Research and development expenses relating to our clinical and pre-clinical
product candidates will continue to increase. In particular, we expect to incur
increased development costs in connection with our ongoing and expected
development efforts and clinical trials for Zemiva, Azedra, Onalta, Solazed and
Trofex. We expect general and administrative expense to increase as we prepare
for the commercialization of our product candidates, and as we further improve
our corporate administration to fulfill our responsibilities as a public
company.
Financial Operations Overview
Revenue-Research and Development Grants.
Our revenue to date has been derived from National Institutes of Health, or
NIH, grants. We have not had any product sales and do not expect product sales
in the near future. In the future, we expect our revenue to consist of product
sales and payments from collaborative or strategic relationships, as well as
from additional grants. Funding of government grants is subject to government
approvals, and all of our government contracts contain provisions which make
them terminable at the convenience of the government. The government could
terminate, reduce or delay the funding under any of our grants at any time.

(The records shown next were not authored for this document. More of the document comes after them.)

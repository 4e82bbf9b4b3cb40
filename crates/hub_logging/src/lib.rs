#![deny(missing_docs)]
//! Shared logging utilities for the hub workspace.
//!
//! This crate provides the `hub_*` logging macros used across the codebase
//! and a minimal test initializer for the global logger.

/// Logs a trace-level message using the global logging facade.
#[macro_export]
macro_rules! hub_trace {
    ($($arg:tt)*) => {{
        log::trace!($($arg)*);
    }};
}

/// Logs an info-level message using the global logging facade.
#[macro_export]
macro_rules! hub_info {
    ($($arg:tt)*) => {{
        log::info!($($arg)*);
    }};
}

/// Logs a debug-level message using the global logging facade.
#[macro_export]
macro_rules! hub_debug {
    ($($arg:tt)*) => {{
        log::debug!($($arg)*);
    }};
}

/// Logs a warn-level message using the global logging facade.
#[macro_export]
macro_rules! hub_warn {
    ($($arg:tt)*) => {{
        log::warn!($($arg)*);
    }};
}

/// Logs an error-level message using the global logging facade.
#[macro_export]
macro_rules! hub_error {
    ($($arg:tt)*) => {{
        log::error!($($arg)*);
    }};
}

/// Initializes a simple terminal logger for use in unit tests.
///
/// This safely no-ops if another logger has already been initialized.
pub fn initialize_for_tests() {
    use simplelog::{ColorChoice, CombinedLogger, Config, TermLogger, TerminalMode};

    // Use debug level in debug builds, info in release builds.
    let level = if cfg!(debug_assertions) {
        log::LevelFilter::Debug
    } else {
        log::LevelFilter::Info
    };

    // Ignore the error if a logger was already set by another test.
    let _ = CombinedLogger::init(vec![TermLogger::new(
        level,
        Config::default(),
        TerminalMode::Mixed,
        ColorChoice::Auto,
    )]);
}
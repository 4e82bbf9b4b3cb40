use std::sync::Once;

use hub_core::{
    update, AppState, Effect, JobKind, Msg, Timer, COMPLETION_NOTICE_MS,
    MAX_CONSECUTIVE_POLL_FAILURES, POLL_INTERVAL_MS,
};

fn init_logging() {
    static INIT: Once = Once::new();
    INIT.call_once(hub_logging::initialize_for_tests);
}

fn start_best_sellers(state: AppState) -> (AppState, Vec<Effect>) {
    update(
        state,
        Msg::StartJob {
            kind: JobKind::BestSellers,
            url: None,
        },
    )
}

fn poll_tick(state: AppState) -> (AppState, Vec<Effect>) {
    update(state, Msg::TimerFired { timer: Timer::Poll })
}

fn status(state: AppState, active: bool) -> (AppState, Vec<Effect>) {
    update(
        state,
        Msg::PollStatus {
            active,
            progress: Some(if active { 40 } else { 100 }),
            message: None,
        },
    )
}

#[test]
fn start_sets_flag_and_starts_poller_unconditionally() {
    init_logging();
    let state = AppState::new();
    let (state, effects) = start_best_sellers(state);

    assert!(state.view().job_active);
    assert!(state.view().polling);
    assert!(!state.view().can_start_job);
    assert_eq!(
        effects,
        vec![
            Effect::StartJob {
                kind: JobKind::BestSellers,
                url: None,
            },
            Effect::StartTimer {
                timer: Timer::Poll,
                delay_ms: POLL_INTERVAL_MS,
            },
        ]
    );
}

#[test]
fn second_start_while_active_is_rejected_without_effects() {
    init_logging();
    let (state, _) = start_best_sellers(AppState::new());

    let (state, effects) = update(
        state,
        Msg::StartJob {
            kind: JobKind::Featured,
            url: None,
        },
    );

    assert!(effects.is_empty());
    assert!(state.view().job_active);
    assert_eq!(state.view().status_line, "A scrape is already running");
}

#[test]
fn custom_start_without_url_is_rejected() {
    init_logging();
    let (state, effects) = update(
        AppState::new(),
        Msg::StartJob {
            kind: JobKind::Custom,
            url: Some("   ".to_string()),
        },
    );

    assert!(effects.is_empty());
    assert!(!state.view().job_active);
    assert_eq!(state.view().status_line, "Custom scrape needs a URL");
}

#[test]
fn definite_start_failure_stops_poller_and_clears_flag() {
    init_logging();
    let (state, _) = start_best_sellers(AppState::new());

    let (state, effects) = update(
        state,
        Msg::JobStartResult {
            success: false,
            error: Some("scraper not available".to_string()),
        },
    );

    assert_eq!(effects, vec![Effect::CancelTimer { timer: Timer::Poll }]);
    assert!(!state.view().job_active);
    assert!(!state.view().polling);
    assert!(state.view().can_start_job);
    assert!(state.view().status_line.contains("scraper not available"));
}

#[test]
fn poller_refreshes_exactly_once_after_terminal_status() {
    init_logging();
    let (mut state, _) = start_best_sellers(AppState::new());

    // Three active reads: progress only, no refresh.
    for _ in 0..3 {
        let (next, effects) = poll_tick(state);
        assert_eq!(effects, vec![Effect::FetchStatus]);
        let (next, effects) = status(next, true);
        assert!(effects.is_empty());
        state = next;
    }
    assert_eq!(state.view().progress, Some(40));

    // Fourth read is terminal: timer cancelled, one refresh, notice delay.
    let (state, effects) = poll_tick(state);
    assert_eq!(effects, vec![Effect::FetchStatus]);
    let (state, effects) = status(state, false);
    assert_eq!(
        effects,
        vec![
            Effect::CancelTimer { timer: Timer::Poll },
            Effect::FetchRecords,
            Effect::StartTimer {
                timer: Timer::CompletionNotice,
                delay_ms: COMPLETION_NOTICE_MS,
            },
        ]
    );
    assert!(!state.view().polling);
    // Affordances stay disabled until the completion notice elapses.
    assert!(state.view().job_active);

    // A stale terminal response after stopping must not refresh again.
    let (state, effects) = status(state, false);
    assert!(effects.is_empty());

    let (state, effects) = update(
        state,
        Msg::TimerFired {
            timer: Timer::CompletionNotice,
        },
    );
    assert!(effects.is_empty());
    assert!(!state.view().job_active);
    assert!(state.view().can_start_job);
}

#[test]
fn tick_with_outstanding_read_is_skipped() {
    init_logging();
    let (state, _) = start_best_sellers(AppState::new());

    let (state, effects) = poll_tick(state);
    assert_eq!(effects, vec![Effect::FetchStatus]);

    // No response yet; the next tick must not issue a second read.
    let (state, effects) = poll_tick(state);
    assert!(effects.is_empty());

    // The response frees the slot again.
    let (state, _) = status(state, true);
    let (_, effects) = poll_tick(state);
    assert_eq!(effects, vec![Effect::FetchStatus]);
}

#[test]
fn transient_poll_failure_keeps_the_loop_running() {
    init_logging();
    let (state, _) = start_best_sellers(AppState::new());
    let (state, _) = poll_tick(state);

    let (state, effects) = update(
        state,
        Msg::PollFailed {
            error: "connection reset".to_string(),
        },
    );

    assert!(effects.is_empty());
    assert!(state.view().polling);

    // And a later success resets the failure run.
    let (state, _) = poll_tick(state);
    let (state, _) = status(state, true);
    assert!(state.view().polling);
}

#[test]
fn sustained_poll_failures_become_terminal_with_one_refresh() {
    init_logging();
    let (mut state, _) = start_best_sellers(AppState::new());

    for attempt in 0..MAX_CONSECUTIVE_POLL_FAILURES {
        let (next, effects) = poll_tick(state);
        assert_eq!(effects, vec![Effect::FetchStatus]);
        let (next, effects) = update(
            next,
            Msg::PollFailed {
                error: "timeout".to_string(),
            },
        );
        if attempt + 1 < MAX_CONSECUTIVE_POLL_FAILURES {
            assert!(effects.is_empty());
        } else {
            assert!(effects.contains(&Effect::FetchRecords));
            assert!(effects.contains(&Effect::CancelTimer { timer: Timer::Poll }));
        }
        state = next;
    }
    assert!(!state.view().polling);

    // Further failures after the terminal transition are ignored.
    let (_, effects) = update(
        state,
        Msg::PollFailed {
            error: "timeout".to_string(),
        },
    );
    assert!(effects.is_empty());
}

#[test]
fn job_can_restart_after_completion_settles() {
    init_logging();
    let (state, _) = start_best_sellers(AppState::new());
    let (state, _) = poll_tick(state);
    let (state, _) = status(state, false);
    let (state, _) = update(
        state,
        Msg::TimerFired {
            timer: Timer::CompletionNotice,
        },
    );

    let (state, effects) = update(
        state,
        Msg::StartJob {
            kind: JobKind::Custom,
            url: Some("https://example.com/catalog".to_string()),
        },
    );
    assert!(state.view().job_active);
    assert_eq!(
        effects[0],
        Effect::StartJob {
            kind: JobKind::Custom,
            url: Some("https://example.com/catalog".to_string()),
        }
    );
}
mod config;
mod effects;
mod external;
mod logging;
mod repl;
mod runtime;
mod timers;

use std::sync::{mpsc, Arc};

use hub_backend::{BackendHandle, HttpApiClient};
use hub_core::{AppState, Msg};
use hub_logging::hub_info;

use crate::effects::EffectRunner;
use crate::runtime::{HostEvent, Runtime};
use crate::timers::Timers;

fn main() -> anyhow::Result<()> {
    // The destination is configuration, so the load runs before the
    // logger exists; its own messages go nowhere.
    let working_dir = std::env::current_dir()?;
    let config = config::load(&working_dir);
    logging::initialize(config.log_destination);

    let templates = config
        .templates()
        .map_err(|err| anyhow::anyhow!("invalid prompt template: {err}"))?;
    hub_info!("Hub starting against {}", config.base_url);

    let client = Arc::new(HttpApiClient::new(config.client_settings())?);
    let (backend, backend_events) = BackendHandle::spawn(client);

    let (event_tx, event_rx) = mpsc::channel::<HostEvent>();
    effects::spawn_event_pump(backend_events, event_tx.clone());
    repl::spawn_stdin_reader(event_tx.clone(), config.user_agent.clone());

    let timers = Timers::new(event_tx.clone());
    let runner = EffectRunner::new(backend, timers, config, event_tx);
    let mut runtime = Runtime::new(AppState::with_templates(templates), runner);

    // Seed the store from backend truth before the first prompt.
    if let Some(view) = runtime.handle(Msg::RefreshRequested) {
        repl::render(&view);
    }
    println!("marketing hub ready; type `help` for commands");

    while let Ok(event) = event_rx.recv() {
        match event {
            HostEvent::Msg(msg) => {
                if let Some(view) = runtime.handle(msg) {
                    repl::render(&view);
                }
            }
            HostEvent::Quit => break,
        }
    }

    // No interval may outlive the loop it reports to.
    runtime.shutdown();
    hub_info!("Hub shut down");
    Ok(())
}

Accordingly, there is no assurance that we will receive funding of any grants
that we may be awarded, including the approximately $1.1 million remaining
portion of grants that we had been awarded as of September 30, 2008. In the
event we are not successful in obtaining any new government grants or extensions
to existing grants, our research and development efforts could be adversely
affected.
Research and Development Expense.
Research and development expense consists of expenses incurred in developing
and testing product candidates. These expenses consist primarily of salaries and
related expenses for employees, as well as fees for consultants engaged in
research and development activities, fees paid to professional service providers
for monitoring our clinical trials and for acquiring and evaluating clinical
trial data, costs of contract manufacturing services and materials used in
clinical trials, depreciation of capital assets used to develop our product
candidates, and facilities operating costs. We expense research and development
costs as incurred. Certain research and development activities are partially
funded by NIH grants described above. All costs related to such grants are
included in research and development costs. We believe that significant
investment in product development is necessary and plan to continue these
investments as we seek to develop our product candidates and proprietary
technologies.
We do not know if we will be successful in developing our drug candidates.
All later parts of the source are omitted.